▸ **Aim of the exercise**:
Beneath this sentence is a set of records; write each of them out exactly.

▸ **Source data**:
BEGIN

use chrono::{DateTime, Duration, Months, Utc};

use crate::{
    error::{Result, SchedulerError},
    types::Recurrence,
};

/// Compute the instant of the next occurrence strictly after `current`.
///
/// Pure function, no I/O. Month and year steps are calendar-aware: the
/// day-of-month is clamped to the last valid day of the target month
/// (2024-01-31 + 1 month = 2024-02-29; 2024-02-29 + 1 year = 2025-02-28).
/// The daily step is a flat 24 hours in UTC.
///
/// `Oneshot` has no next occurrence; callers delete such entries after
/// delivery instead of asking for one.
pub fn next_occurrence(current: DateTime<Utc>, recurrence: &Recurrence) -> Result<DateTime<Utc>> {
    let next = match recurrence {
        Recurrence::Oneshot => {
            return Err(SchedulerError::InvalidRecurrence(
                "one-shot entries have no next occurrence".to_string(),
            ))
        }
        Recurrence::Yearly => current.checked_add_months(Months::new(12)),
        Recurrence::Monthly => current.checked_add_months(Months::new(1)),
        Recurrence::Daily => current.checked_add_signed(Duration::hours(24)),
        Recurrence::Custom { minutes } => {
            if *minutes == 0 {
                return Err(SchedulerError::InvalidRecurrence(
                    "custom interval must be a positive number of minutes".to_string(),
                ));
            }
            current.checked_add_signed(Duration::minutes(i64::from(*minutes)))
        }
    };

    next.ok_or_else(|| {
        SchedulerError::InvalidRecurrence("next occurrence is out of range".to_string())
    })
}
use thiserror::Error;

/// Errors that can occur while delivering a message to a channel.
#[derive(Debug, Error)]
pub enum DeliveryError {
    /// The target channel does not exist on the remote service.
    #[error("Channel not found: {channel_id}")]
    ChannelNotFound { channel_id: String },

    /// The message could not be delivered to the remote endpoint.
    #[error("Transport failure: {0}")]
    Transport(String),

    /// The send exceeded its allowed time budget.
    #[error("Send timed out after {ms}ms")]
    Timeout { ms: u64 },
}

END

▸ **Answer**:
use chrono::{DateTime, Duration, Months, Utc};

use crate::{
    error::{Result, SchedulerError},
    types::Recurrence,
};

/// Compute the instant of the next occurrence strictly after `current`.
///
/// Pure function, no I/O. Month and year steps are calendar-aware: the
/// day-of-month is clamped to the last valid day of the target month
/// (2024-01-31 + 1 month = 2024-02-29; 2024-02-29 + 1 year = 2025-02-28).
/// The daily step is a flat 24 hours in UTC.
///
/// `Oneshot` has no next occurrence; callers delete such entries after
/// delivery instead of asking for one.
pub fn next_occurrence(current: DateTime<Utc>, recurrence: &Recurrence) -> Result<DateTime<Utc>> {
    let next = match recurrence {
        Recurrence::Oneshot => {
            return Err(SchedulerError::InvalidRecurrence(
                "one-shot entries have no next occurrence".to_string(),
            ))
        }
        Recurrence::Yearly => current.checked_add_months(Months::new(12)),
        Recurrence::Monthly => current.checked_add_months(Months::new(1)),
        Recurrence::Daily => current.checked_add_signed(Duration::hours(24)),
        Recurrence::Custom { minutes } => {
            if *minutes == 0 {
                return Err(SchedulerError::InvalidRecurrence(
                    "custom interval must be a positive number of minutes".to_string(),
                ));
            }
            current.checked_add_signed(Duration::minutes(i64::from(*minutes)))
        }
    };

    next.ok_or_else(|| {
        SchedulerError::InvalidRecurrence("next occurrence is out of range".to_string())
    })
}
use thiserror::Error;

/// Errors that can occur while delivering a message to a channel.
#[derive(Debug, Error)]
pub enum DeliveryError {
    /// The target channel does not exist on the remote service.
    #[error("Channel not found: {channel_id}")]
    ChannelNotFound { channel_id: String },

    /// The message could not be delivered to the remote endpoint.
    #[error("Transport failure: {0}")]
    Transport(String),

    /// The send exceeded its allowed time budget.
    #[error("Send timed out after {ms}ms")]
    Timeout { ms: u64 },
}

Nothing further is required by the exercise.